# ODEs - 2questions

1. Dec 31, 2005

### *Alice*

:tongue2: Hi all,

I'm new here and was wondering whether anyone could give me a hint on the following two problems about ODEs (oh...and also, can anyone tell me where can I find this formula editor?):

Problem 1

find the solution for
dy/dx + y = y^2 (cosx - sinx)

try substitution: f = y^n
so: dy/dx = 1/(n*y^(n-1)) * df/dx

so ODE becomes

df/dx + ny = ny^(n+1)(cosx - sinx)

let n = (-1)

df/dx - y = sinx - cosx

Integrating factor

k(x) = e^(-x)

so
y = Integral (k(x) * P(x)) / k(x) , where P(x) = sinx -cosx

giving:
y = [Integral (e^(-x) (sinx - cos))] / e^(-x)

here I got stuck, as I dont know how to integrate this

Problem 2

(lny - x) dy/dx - ylny =0

try : z = lny

giving: d*dz/dx = dy/dx

substituting in ODE:

(z-x)y*dz/dx - yz = 0

where y = e^z (>=0)

don't know how to go on from here!

THANKS SO MUCH FOR YOUR HELP!!!

2. Dec 31, 2005

### LeonhardEuler

The way to do this is with integration by parts, but there is a trick. I'll take the first part of the integral:
$$\int e^{-x}\sin{x}dx=-e^{-x}\sin{x}-\int -e^{-x}\cos{x}dx$$
$$=-e^{-x}\sin{x}+(-e^{-x}\cos{x} - \int (-e^x)(-\sin{x})dx)$$
$$=-e^{-x}\sin{x} - e^{-x}\cos{x} -\int e^{-x}\sin{x}dx$$
So it looks like we're back where we started, but notice the minus sign in front of the integral. This allows us to add the integral to both sides of the equation:
$$\int e^{-x}\sin{x}dx=-e^{-x}\sin{x} - e^{-x}\cos{x} -\int e^x\sin{x}dx$$
$$2\int e^{-x}\sin{x}dx=-e^{-x}\sin{x} - e^{-x}\cos{x}$$
Or
$$\int e^{-x}\sin{x}dx=\frac{-1}{2}[e^{-x}\sin{x} + e^{-x}\cos{x}]$$
Just type (tex)formula(/tex) to get your formula to appear. Just replace ( and ) with [ and ]. To see how to write the formulas just click on any formula you see and a window will pop up showing what code was used to generate it. I will look at the rest of the problems in a minute.

3. Dec 31, 2005

### HallsofIvy

Staff Emeritus
No, it doesn't! It becomes
dy/dx+ ny^n= ny^(n+1)(cosx- sinx)
Taking n= -1 gives
dy/dx+ n/y= sinx- cosx which is still non-linear.
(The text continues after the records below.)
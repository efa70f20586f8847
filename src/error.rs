use std::path::PathBuf;

use thiserror::Error;

/// Short entity context carried inside fatal errors so the operator can find
/// the offending source record.
#[derive(Debug, Clone)]
pub struct EntityRef {
    pub nid: i64,
    pub title: String,
}

impl std::fmt::Display for EntityRef {
    fn fmt(&self, f: &mut std::fmt::Formatter<'_>) -> std::fmt::Result {
        write!(f, "nid {} ({:?})", self.nid, self.title)
    }
}

/// Fatal conditions. Any of these aborts the whole run; the source snapshot
/// needs a human fix-up pass before a retry.
#[derive(Debug, Error)]
pub enum ExtractError {
    #[error("{entity}: field '{field}' has {found} values, expected {expected}")]
    Cardinality {
        entity: EntityRef,
        field: &'static str,
        expected: &'static str,
        found: usize,
    },

    #[error("{entity}: field '{field}' has unrecognized value {value:?}")]
    UnrecognizedEnum {
        entity: EntityRef,
        field: &'static str,
        value: String,
    },

    #[error("source file for {uri:?} does not exist at {path}")]
    MissingSource { uri: String, path: PathBuf },

    #[error("destination file {path} already exists")]
    DestinationCollision { path: PathBuf },

    #[error("{path} hash mismatch: expected {expected}, computed {actual}")]
    Integrity {
        path: PathBuf,
        expected: String,
        actual: String,
    },

    #[error("vocabulary table inconsistency: {0}")]
    Vocab(String),

    #[error("database error: {0}")]
    Db(#[from] rusqlite::Error),

    #[error("I/O error: {0}")]
    Io(#[from] std::io::Error),

    #[error("log write failed: {0}")]
    Log(#[from] csv::Error),
}
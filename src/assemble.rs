use std::path::Path;
use std::sync::LazyLock;

use regex::Regex;
use rusqlite::Connection;
use tracing::debug;

use crate::db::{self, Etd};
use crate::error::{EntityRef, ExtractError};
use crate::fields::{self, Cardinality};
use crate::logs::SubjectLogs;
use crate::subjects::{self, vocab::Vocabulary};
use crate::transfer;

/// Delimiter for every multi-valued output field.
pub const SPLIT_PATTERN: &str = "|||";

pub const MODEL: &str = "Etd";
pub const RESOURCE_TYPE: &str = "Thesis";

/// Only DOIs minted under the university prefix are carried over.
const DOI_PREFIX: &str = "https://doi.org/10.22215";

const ACCESS_NOTE: &str = "This work is available on request. You can request a copy at \
     https://library.carleton.ca/forms/request-pdf-copy-thesis";

const LANGUAGE_CODES: &[(&str, &str)] = &[
    ("English", "eng"),
    ("French", "fra"),
    ("Spanish", "spa"),
    ("German", "deu"),
];

const DEGREE_LEVELS: &[(&str, &str)] = &[("Master's", "1"), ("Doctoral", "2")];

/// Signature-agreement ids to their deposited copies in the target
/// repository.
const AGREEMENT_URLS: &[(i64, &str)] = &[
    (11, "https://digital.library.carleton.ca/concern/works/pc289j04q"),
    (12, "https://digital.library.carleton.ca/concern/works/j9602065z"),
    (13, "https://digital.library.carleton.ca/concern/works/tt44pm84n"),
    (14, "https://digital.library.carleton.ca/concern/works/nv9352841"),
    (15, "https://digital.library.carleton.ca/concern/works/zc77sq08x"),
    (16, "https://digital.library.carleton.ca/concern/works/ng451h485"),
    (17, "https://digital.library.carleton.ca/concern/works/4t64gn18r"),
];

/// Notes added by hand during metadata review, keyed by nid. Merged after
/// whatever the source record carries.
const MANUAL_NOTES: &[(i64, &[&str])] = &[
    (1489, &["Supplemental data DVD held in storage; not digitized."]),
    (2210, &["Title page corrected at author request, 2013-02-12."]),
];

static TAG_RE: LazyLock<Regex> = LazyLock::new(|| Regex::new(r"<[^>]+>").unwrap());
static MULTISPACE_RE: LazyLock<Regex> = LazyLock::new(|| Regex::new(r" {2,}").unwrap());

/// Filesystem context for one run.
pub struct RunPaths<'a> {
    pub storage_root: &'a Path,
    pub destination: &'a Path,
}
use rusqlite::Connection;

use crate::db::{self, RawValue};
use crate::error::{EntityRef, ExtractError};

/// Declared value count for one metadata field.
#[derive(Debug, Clone, Copy, PartialEq, Eq)]
pub enum Cardinality {
    ExactlyOne,
    AtMostOne,
    Any,
}

impl Cardinality {
    fn label(self) -> &'static str {
        match self {
            Cardinality::ExactlyOne => "exactly one",
            Cardinality::AtMostOne => "at most one",
            Cardinality::Any => "any",
        }
    }
}

/// Fetch all values for `field` on one entity and enforce the declared
/// cardinality. Values come back delta-ordered with surrounding whitespace
/// trimmed on both columns. Read-only; no other side effects.
pub fn resolve(
    conn: &Connection,
    entity: &EntityRef,
    field: &'static str,
    cardinality: Cardinality,
) -> Result<Vec<RawValue>, ExtractError> {
    let mut values = db::fetch_field_values(conn, entity.nid, field)?;

    let ok = match cardinality {
        Cardinality::ExactlyOne => values.len() == 1,
        Cardinality::AtMostOne => values.len() <= 1,
        Cardinality::Any => true,
    };
    if !ok {
        return Err(ExtractError::Cardinality {
            entity: entity.clone(),
            field,
            expected: cardinality.label(),
            found: values.len(),
        });
    }

    for v in &mut values {
        v.value = v.value.trim().to_string();
        if let Some(second) = &v.value2 {
            v.value2 = Some(second.trim().to_string());
        }
    }
    Ok(values)
}

/// Convenience for the common single-value case: the one trimmed value, or
/// `None` under `AtMostOne` when the field is absent.
pub fn resolve_single(
    conn: &Connection,
    entity: &EntityRef,
    field: &'static str,
    cardinality: Cardinality,
) -> Result<Option<RawValue>, ExtractError> {
    Ok(resolve(conn, entity, field, cardinality)?.into_iter().next())
}
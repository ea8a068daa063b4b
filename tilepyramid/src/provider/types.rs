//! Provider types and traits

use bytes::Bytes;
use thiserror::Error;

/// Errors raised while setting up a provider.
///
/// Fetch failures are not reported through this type; they travel inside
/// [`Response::error`] to the tile that issued the request.
#[derive(Debug, Clone, PartialEq, Error)]
pub enum ProviderError {
    /// The HTTP client could not be built
    #[error("HTTP client error: {0}")]
    HttpClient(String),
}

/// Outcome of one asynchronous fetch.
#[derive(Debug, Clone, Default, PartialEq, Eq)]
pub struct Response {
    /// Transport-level failure message, if the fetch failed.
    pub error: Option<String>,
    /// Payload bytes, if any were received.
    pub data: Option<Bytes>,
}

impl Response {
    /// A successful response carrying `data`.
    pub fn ok(data: impl Into<Bytes>) -> Self {
        Self {
            error: None,
            data: Some(data.into()),
        }
    }

    /// A failed response carrying a transport error message.
    pub fn failed(message: impl Into<String>) -> Self {
        Self {
            error: Some(message.into()),
            data: None,
        }
    }

    /// True if the transport reported an error.
    pub fn is_error(&self) -> bool {
        self.error.is_some()
    }
}

/// Callback invoked by a provider when a fetch finishes.
///
/// Providers call it at most once per request and may call it from any
/// thread.
pub type ResponseCallback = Box<dyn FnOnce(Response) + Send + 'static>;

/// Handle to an in-flight request.
pub trait CancellableRequest: Send {
    /// Ask the transport to abort the request.
    ///
    /// Must not block waiting for the abort to be acknowledged. Calling it
    /// more than once is harmless.
    fn cancel(&mut self);
}

/// Asynchronous transport used to fetch tile payloads.
///
/// Implementations start the fetch and return immediately. The callback
/// fires at most once and should not fire after [`CancellableRequest::cancel`]
/// has returned; tiles guard against late callbacks regardless.
pub trait RequestProvider: Send + Sync {
    /// Start fetching `url`, reporting the result through `on_done`.
    fn request(&self, url: &str, on_done: ResponseCallback) -> Box<dyn CancellableRequest>;
}
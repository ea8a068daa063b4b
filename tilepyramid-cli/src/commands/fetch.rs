//! Fetch command - load every tile covering an area over HTTP.

use std::path::PathBuf;
use std::sync::Arc;
use std::time::{Duration, Instant};

use clap::Args;
use indicatif::{ProgressBar, ProgressStyle};
use tokio::runtime::{Handle, Runtime};
use tracing::{info, warn};

use tilepyramid::config::MapConfig;
use tilepyramid::coord::tile_range;
use tilepyramid::logging::{self, LoggingGuard, DEFAULT_LOG_FILE};
use tilepyramid::map::{MapObserver, MapStats, TileMap, Viewport};
use tilepyramid::tile::{
    RasterDecoder, RasterTile, Tile, TileDecoder, TileKind, VectorDecoder, VectorTile,
};

use super::common::ViewArgs;
use crate::error::CliError;

/// Arguments for the fetch command.
#[derive(Debug, Args)]
pub struct FetchArgs {
    #[command(flatten)]
    pub view: ViewArgs,

    /// Data source name (defaults to the configured source)
    #[arg(long)]
    pub source: Option<String>,

    /// Tile format: raster or vector
    #[arg(long, default_value = "raster")]
    pub format: TileKind,

    /// Access token substituted into the URL template
    #[arg(long)]
    pub token: Option<String>,

    /// Config file (defaults to ~/.tilepyramid/config.ini)
    #[arg(long)]
    pub config: Option<PathBuf>,

    /// Also write logs to this directory
    #[arg(long)]
    pub log_dir: Option<PathBuf>,

    /// Seconds to wait for all tiles (defaults to twice the HTTP timeout)
    #[arg(long)]
    pub wait: Option<u64>,

    /// Print one line per completed tile
    #[arg(long, short)]
    pub verbose: bool,
}

/// Run the fetch command.
pub fn run(args: FetchArgs) -> Result<(), CliError> {
    let _guard = init_logging(args.log_dir.as_deref())?;

    let mut config = match &args.config {
        Some(path) => MapConfig::load_from(path)?,
        None => MapConfig::load()?,
    };
    if let Some(token) = &args.token {
        config = config.with_access_token(token.as_str());
    }

    let viewport = args.view.viewport()?;
    let zoom = args.view.zoom.unwrap_or(config.zoom());
    let wait = args.wait.unwrap_or(config.timeout_secs() * 2);

    let runtime = Runtime::new().map_err(CliError::Runtime)?;
    let job = FetchJob {
        config: &config,
        viewport,
        zoom,
        source: args.source.as_deref(),
        wait: Duration::from_secs(wait),
        verbose: args.verbose,
    };

    let start = Instant::now();
    let stats = match args.format {
        TileKind::Raster => job.run(&runtime, RasterDecoder, describe_raster)?,
        TileKind::Vector => job.run(&runtime, VectorDecoder, describe_vector)?,
    };

    println!();
    println!("Fetched in {:.2}s: {}", start.elapsed().as_secs_f64(), stats);
    if stats.failed > 0 {
        warn!(failed = stats.failed, "some tiles failed");
    }
    Ok(())
}

fn init_logging(log_dir: Option<&std::path::Path>) -> Result<Option<LoggingGuard>, CliError> {
    match log_dir {
        Some(dir) => logging::init_logging(dir, DEFAULT_LOG_FILE)
            .map(Some)
            .map_err(CliError::LoggingInit),
        None => {
            logging::init_console_logging();
            Ok(None)
        }
    }
}

struct FetchJob<'a> {
    config: &'a MapConfig,
    viewport: Viewport,
    zoom: u8,
    source: Option<&'a str>,
    wait: Duration,
    verbose: bool,
}

impl FetchJob<'_> {
    fn run<D: TileDecoder>(
        &self,
        runtime: &Runtime,
        decoder: D,
        describe: fn(&D::Content) -> String,
    ) -> Result<MapStats, CliError> {
        let kind = decoder.kind();
        let total = tile_range(&self.viewport.bounds(), self.zoom).len();
        let resolver = self.config.tile_source(kind);

        println!("Fetching {} {} tile(s) at zoom {}", total, kind, self.zoom);
        println!("  Source: {}", resolver.source_name(self.source));
        info!(tiles = total, zoom = self.zoom, kind = %kind, "starting fetch");

        runtime.block_on(async {
            let provider = self
                .config
                .http_provider(Handle::current())
                .map_err(CliError::Provider)?;
            let mut map = TileMap::new(decoder, provider, resolver)
                .with_eviction(self.config.eviction_policy());

            let bar = progress_bar(total as u64);
            map.subscribe(Arc::new(ProgressObserver {
                bar: bar.clone(),
                describe,
                verbose: self.verbose,
            }));

            map.set_source(self.source);
            map.set_zoom(self.zoom);
            match self.viewport {
                Viewport::Bounds(bounds) => map.set_bounds(bounds),
                Viewport::Center(center) => map.set_center(center),
            }

            let settled = tokio::time::timeout(self.wait, map.settle()).await;
            bar.finish_and_clear();

            if settled.is_err() {
                return Err(CliError::Timeout {
                    seconds: self.wait.as_secs(),
                    pending: map.pending_count(),
                });
            }
            Ok(map.stats())
        })
    }
}

fn progress_bar(len: u64) -> ProgressBar {
    let bar = ProgressBar::new(len);
    if let Ok(style) =
        ProgressStyle::with_template("{spinner} {wide_bar} {pos:>6}/{len:6} {elapsed_precise}")
    {
        bar.set_style(style);
    }
    bar
}

/// Drives the progress bar from map events.
struct ProgressObserver<D: TileDecoder> {
    bar: ProgressBar,
    describe: fn(&D::Content) -> String,
    verbose: bool,
}

impl<D: TileDecoder> MapObserver<D> for ProgressObserver<D> {
    fn on_tile_completed(&self, tile: &Tile<D>) {
        self.bar.inc(1);
        match (tile.error(), tile.content()) {
            (Some(error), _) => {
                self.bar.println(format!("{}  failed: {}", tile.key(), error));
            }
            (None, Some(content)) if self.verbose => {
                self.bar
                    .println(format!("{}  {}", tile.key(), (self.describe)(content)));
            }
            _ => {}
        }
    }

    fn on_all_completed(&self) {
        info!("all tiles completed");
    }
}

fn describe_raster(tile: &RasterTile) -> String {
    let (width, height) = tile.size();
    format!("{}x{} px", width, height)
}

fn describe_vector(tile: &VectorTile) -> String {
    let names: Vec<&str> = tile.layer_names().collect();
    format!(
        "{} layer(s), {} feature(s): {}",
        tile.layers.len(),
        tile.feature_count(),
        names.join(", ")
    )
}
Now that's correct! Rewrite that last equation as
(z-x)dz- zdx= 0. that's an exact equation.

4. Dec 31, 2005

### LeonhardEuler

Oops, didn't catch that. What about the substitution y=ef

5. Dec 31, 2005

### *Alice*

hmmm...that's what I've come up with before. My problem here: How can I solve it as it is not separable?

6. Dec 31, 2005

### LeonhardEuler

It is an exact equation. Suppose you have a function f(z,x). Then by the chain rule $$df=\frac{\partial f}{\partial z}dz+\frac{\partial f}{\partial x}dx$$. Then suppose you have a diff eq of the form M(x,z)dz+N(x,z)dx=0. If you can find a function f(z,x) such that $$\frac{\partial f}{\partial z}=M(x,z)$$ and $$\frac{\partial f}{\partial x}=N(x,z)$$, then you have that df=0, or f=constant as the solution to your equation.

7. Dec 31, 2005

### saltydog

Well it's exact. Same dif:

$$(z-x)dz-zdx=0$$

is:

$$zdz-xdz-zdx=0$$

or by rearranging:

$$xdz+zdx=zdz$$

right?

That then is just:

$$d(xz)=zdz$$

Now turn the crank (integrate it). Tell you what, after that, solve:

$$(ln(y)-x)y^{'}-yln(y)=0,\quad y(0)=2$$

obtain an explicit expression for y(x) and then plot it from 0 to 2 (just a suggestion)

8. Jan 1, 2006

### *Alice*

Thanks for this.

If you integrate $$(z-x)y' - yz = 0$$

I don't understand how you obtain

$$(lny - x)y' - ylny =0$$

and from there how to find y

9. Jan 1, 2006

### LeonhardEuler

You don't, that was the original equation. He's saying you should integrate
$$d(xz)=zdz$$
to find the solution to this. Once you integrate, just sub in lny for z to solve for y. Then use the initial condition to solve for the unknown constant of integration.

10. Jan 1, 2006

### saltydog

Know what, maybe you're a bit confussed.

$$(lny - x)y' - ylny =0$$

is the differential equation. Solving it we obtain a function y(x). Now, if you take the derivative of y(x), substitute y(x), it's derivative, ln(y(x)) into the ODE, then the LHS will equal zero. That means y(x) satisfied the ODE. Integrating:

$$(z-x)y^{'}-yz=0$$

or rather:

$$d(xz))=zdz$$

is just an intermediate step. It's

$$\int d(xz)=\int zd(z)$$

which is just:

$$xz=\frac{z^2}{2}+c$$

right?

So since I did that one, you integrate this one:

$$y^{''}d\left(y^{''}\right)=-2(y^{'})^2d\left(y^{'}\right)$$

Same dif right just a bit more intimidating looking but I bet you can do it.

11. Jan 2, 2006

### saltydog

Hey Alice, just in case you're stumped on this:

$$y^{''}d\left(y^{''}\right)=-2\left(y^{'}\right)^2d\left(y^{'}\right)$$

is really just:

$$wdw=-2u^2du$$

right?

Integrating:

$$\int wdw=-2\int u^2du$$

gives:

$$\frac{w^2}{2}=-2/3u^3+c$$

See, same dif so the one with all the derivatives is just:

$$\frac{\left(y^{''}\right)^2}{2}=-2/3\left(y^{'}\right)^3+c$$

Don't get discouraged if you didn't see this. I see problems in here all the time I can't solve.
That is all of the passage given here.